Religion and Psychoactive Sacraments:
An Entheogen Chrestomathy
Thomas B. Roberts, Ph.D. and Paula Jo Hruby, Ed.D.
Author Index | Title Index
Ethnopharmacologic Search for Psychoactive Drugs.
Efron, Daniel H; Holmstedt, Bo; and Kline, Nathan S. (Editors). (1967)
Washington: U. S. Government Printing Office.
Description: Hardcover, first edition, xxii + 468 pages.
Contents: Organizing Committee, Conference Committee, List of invited participants, preface by Daniel H. Efron, greetings by Willard C. Fleming, introduction by Nathan S. Kline, letter of introduction by Albert A. Hofmann, papers are divided into 7 sessions: 1. An Overview of Ethnopharmacology, 2. Piper Methysticum (Kava), 3. Myristica Fragrans (Nutmeg), 4. South American snuffs, 5. Ayahuasca, Caapi, Yage, 6. Amanita Muscaria (Fly Agaric) [Most sessions start with a chairman's comments and end with a general discussion], index.
Note: Proceedings of a Symposium held in San Francisco, California, January 28-30, 1967, sponsored by the Pharamacology Section, Psychopharmacology Research Branch, National Institute of Mental Health Public Health Service, U.S. Department of Health, Education, and Welfare. National Clearinghouse for Mental Health Information, Public Health Service Publication 1645.
Contributors: I. I. Brekhman, Joseph P. Buckley, Georg E. Cronheim, John W. Daly, Venancio Deulofeu, Daniel H. Efron, Conrad H. Eugster, Clellan S. Ford, Daniel X. Freedman, Carleton Gajdusek, Lowell D. Holmes, Bo Holmstedt, Evan C. Horning, Harris Isbell, Nathan S. Kline, Murle W. Klohs, Hans J. Meyer, Claudio Naranjo, Carl C. Pfeiffer, Efren Carlos Del Pozo, Thornton Sargent, Georg J. Seitz, Richard E. Schultes, Alexander T. Shulgin, Stephen I. Szara, Dermot Taylor, Edward B. Truitt, Peter G. Waser, S. Henry Wassen, R. Gordon Wasson, and Andrew T. Weil.
Excerpt(s): In the search for new values to give rise to a new narrative the towering, probing mystics of the past have sought to recapture the UR-experience upon which every Establishment originally drew strength until it became formalized.

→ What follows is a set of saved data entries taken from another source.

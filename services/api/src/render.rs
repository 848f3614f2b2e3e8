use chrono::Local;
use life_batteries::workflows::assessment::{
    AssessmentResults, BatteryScoreView, QuestionCatalog, ReportSection,
};
use std::io::{self, Write};

const GAUGE_WIDTH: usize = 20;

pub(crate) fn render_catalog<W: Write>(out: &mut W, catalog: &QuestionCatalog) -> io::Result<()> {
    writeln!(out, "Les 7 batteries de vie ({} questions)", catalog.len())?;
    for battery in catalog.all_batteries() {
        writeln!(out)?;
        writeln!(out, "{} {}", battery.emoji(), battery.label())?;
        for question in catalog.battery_questions(battery) {
            writeln!(out, "  [{}] {}", question.id, question.prompt)?;
            for option in &question.options {
                writeln!(out, "      {} pts  {}", option.points, option.text)?;
            }
        }
    }
    Ok(())
}

pub(crate) fn render_results<W: Write>(out: &mut W, results: &AssessmentResults) -> io::Result<()> {
    writeln!(out)?;
    writeln!(
        out,
        "Résultats de {} ({})",
        results.display_name,
        Local::now().format("%d/%m/%Y")
    )?;
    writeln!(
        out,
        "Score global : {} pts | {}% | {}",
        results.total_score,
        results.total_percentage,
        results.profile.label()
    )?;

    let summary = results.summary();
    writeln!(
        out,
        "{} critique(s), {} instable(s), {} optimale(s)",
        summary.critical_count, summary.unstable_count, summary.optimal_count
    )?;

    writeln!(out)?;
    for section in results.report_sections() {
        render_section(out, &section)?;
    }

    if !summary.immediate_priorities.is_empty() {
        writeln!(out)?;
        writeln!(out, "Priorités immédiates : {}", labels(&summary.immediate_priorities))?;
    }
    writeln!(out, "Points forts : {}", labels(&summary.strengths))?;
    Ok(())
}

fn render_section<W: Write>(out: &mut W, section: &ReportSection) -> io::Result<()> {
    let score = &section.score;
    let marker = if section.highlighted { "!" } else { " " };
    writeln!(
        out,
        "{marker} {} {:<16} {:>2}/{:<2} {} {:>3}% {} {}",
        score.emoji,
        score.battery_label,
        score.score,
        score.max_score,
        gauge(score.percentage),
        score.percentage,
        score.level_emoji,
        score.level_label
    )
}

fn gauge(percentage: u8) -> String {
    let filled = (usize::from(percentage) * GAUGE_WIDTH + 50) / 100;
    let filled = filled.min(GAUGE_WIDTH);
    format!("[{}{}]", "#".repeat(filled), ".".repeat(GAUGE_WIDTH - filled))
}

fn labels(views: &[BatteryScoreView]) -> String {
    views
        .iter()
        .map(|view| view.battery_label)
        .collect::<Vec<_>>()
        .join(", ")
}

#[cfg(test)]
mod tests {
    use super::*;
    use life_batteries::workflows::assessment::{AnswerMap, Scorer};

    #[test]
    fn gauge_scales_to_width() {
        assert_eq!(gauge(0), format!("[{}]", ".".repeat(GAUGE_WIDTH)));
        assert_eq!(gauge(100), format!("[{}]", "#".repeat(GAUGE_WIDTH)));
        assert_eq!(gauge(50).matches('#').count(), 10);
    }

    #[test]
    fn results_list_every_battery_and_profile() {
        let scorer = Scorer::standard();
        let answers: AnswerMap = scorer
            .catalog()
            .questions()
            .iter()
            .map(|question| (question.id.clone(), 6))
            .collect();
        let results = scorer.score("Camille", &answers);

        let mut out = Vec::new();
        render_results(&mut out, &results).expect("render succeeds");
        let text = String::from_utf8(out).expect("utf8 output");

        assert!(text.contains("Résultats de Camille"));
        assert!(text.contains("210 pts | 100%"));
        assert!(text.contains(results.profile.label()));
        assert_eq!(text.matches("OPTIMAL").count(), 7);
        assert!(!text.contains("Priorités immédiates"));
    }

    #[test]
    fn catalog_lists_all_questions() {
        let catalog = QuestionCatalog::standard();
        let mut out = Vec::new();
        render_catalog(&mut out, &catalog).expect("render succeeds");
        let text = String::from_utf8(out).expect("utf8 output");

        assert!(text.contains("[phys-1] Sommeil"));
        assert!(text.contains("[spir-5]"));
    }
}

This invariably demanded the shattering of the idols or the escape from the Concept. Visions, iconoclasm, transcendence took place as the inevitable realization of a whole life's agon. Smashing a few clay figures or experiencing visual hallucinations does not produce an Abraham or a St. Theresa. Every great mystic has had experiences dissociated from the time and culture in which he lived — but the dissociation arose out of inner necessity. Conversion in turn is facilitated by the ecstasy of dance, ritual death, drugs. Dissociation per se has no value and can become meaningful only as it is integrated into a conceptual framework.

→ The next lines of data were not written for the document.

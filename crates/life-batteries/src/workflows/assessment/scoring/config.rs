use serde::{Deserialize, Serialize};

/// Tier and band thresholds applied by the scorer.
#[derive(Debug, Clone, PartialEq, Eq, Serialize, Deserialize)]
pub struct ScoringConfig {
    /// Battery scores at or below this are critical.
    pub critical_max: u32,
    /// Battery scores at or below this (and above `critical_max`) are unstable.
    pub unstable_max: u32,
    pub profile_bands: ProfileBands,
}

/// Lower bounds (inclusive, in percent) of each profile band above the lowest.
#[derive(Debug, Clone, PartialEq, Eq, Serialize, Deserialize)]
pub struct ProfileBands {
    pub deep_fatigue_from: u8,
    pub fragile_balance_from: u8,
    pub stable_energy_from: u8,
    pub optimal_vitality_from: u8,
}

impl Default for ScoringConfig {
    fn default() -> Self {
        Self {
            critical_max: 10,
            unstable_max: 20,
            profile_bands: ProfileBands::default(),
        }
    }
}

impl Default for ProfileBands {
    fn default() -> Self {
        Self {
            deep_fatigue_from: 35,
            fragile_balance_from: 55,
            stable_energy_from: 70,
            optimal_vitality_from: 85,
        }
    }
}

This incorporation can be strongly directed from outside. ...
The dissociation can also produce panic if the attempt is made to retain dissolving ego controls. Once these are surrendered a para-infantile acceptance of the universe is experienced in which there are no clear ego boundaries so that the One-ness with the All comes about. Whether this feeling (or any other) has important value depends entirely on how it alters the organization and action of the organism. ...
In addition to moralizing, proselytizing, speculating; new legislation has and will continue to emerge in an attempt to influence the natural history of this uniquely human venture in which man deliberately alters his experiences of the world. As to how effective or desirable such legislation has been or will be, I can best end with a comment of Ambrose Bierce about Satan:
Satan made himself multifariously objectionable and was finally expelled from Heaven. Half way in his descent he paused, bent his head in thought a moment and at last went back.

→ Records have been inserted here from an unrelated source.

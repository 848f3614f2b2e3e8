use super::super::domain::{AnswerOption, Battery, Question};
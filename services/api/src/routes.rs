use crate::infra::AppState;
use axum::http::{header, StatusCode};
use axum::response::IntoResponse;
use axum::Extension;
use axum::Json;
use life_batteries::workflows::assessment::{assessment_router, Scorer};
use serde_json::json;
use std::sync::Arc;

pub(crate) fn with_assessment_routes(scorer: Arc<Scorer>) -> axum::Router {
    assessment_router(scorer)
        .route("/health", axum::routing::get(healthcheck))
        .route("/ready", axum::routing::get(readiness_endpoint))
        .route("/metrics", axum::routing::get(metrics_endpoint))
}

pub(crate) async fn healthcheck() -> Json<serde_json::Value> {
    Json(json!({ "status": "ok" }))
}

pub(crate) async fn readiness_endpoint(Extension(state): Extension<AppState>) -> impl IntoResponse {
    let ready = state.readiness.load(std::sync::atomic::Ordering::Relaxed);
    let status = if ready {
        StatusCode::OK
    } else {
        StatusCode::SERVICE_UNAVAILABLE
    };

    let payload = if ready {
        json!({ "status": "ready" })
    } else {
        json!({ "status": "initializing" })
    };

    (status, Json(payload))
}

pub(crate) async fn metrics_endpoint(Extension(state): Extension<AppState>) -> impl IntoResponse {
    (
        StatusCode::OK,
        [(header::CONTENT_TYPE, "text/plain; version=0.0.4")],
        state.metrics.render(),
    )
}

"There is one favor that I should like to ask," he said.
"Man, I understand, is about to be created. He will need laws."
"What, wretch! You his appointed adversary, charged from the dawn of eternity with hatred of his soul you ask the right to make his laws?"
"Pardon; what I have to ask is that he be permitted to make them himself." ("Preface," Nathan S. Kline, page xix)
3.From a epistemological point of view we must face the consequences resulting from the fact that it is possible, with the aid of mere traces of a compound, to radically affect the psychic processes and mental functions. This finding may throw new light on the age-old problem of the relationship and interrelationship of body and soul, or more generally, of mind and matter.
To a large extent the non-medical, partially legitimate, partially illegitimate, interest in and use of hallucinogenics or psychedelics is as a result of the possibilities mentioned under 3 above, namely of attaining a profound transformation of the conscious with the aid of these drugs.
It is in fact this very general interest in psychedelics, which has unfortunately, in some cases, led to dangerous misuse, that behooves scientists to continue research in the field of psychoactive compounds in all directions as quickly as possible, so as to elucidate the possibilities of these potent drugs in order that they may be used for the benefit of mankind. ("Letter," Albert Hofmann, page xxii)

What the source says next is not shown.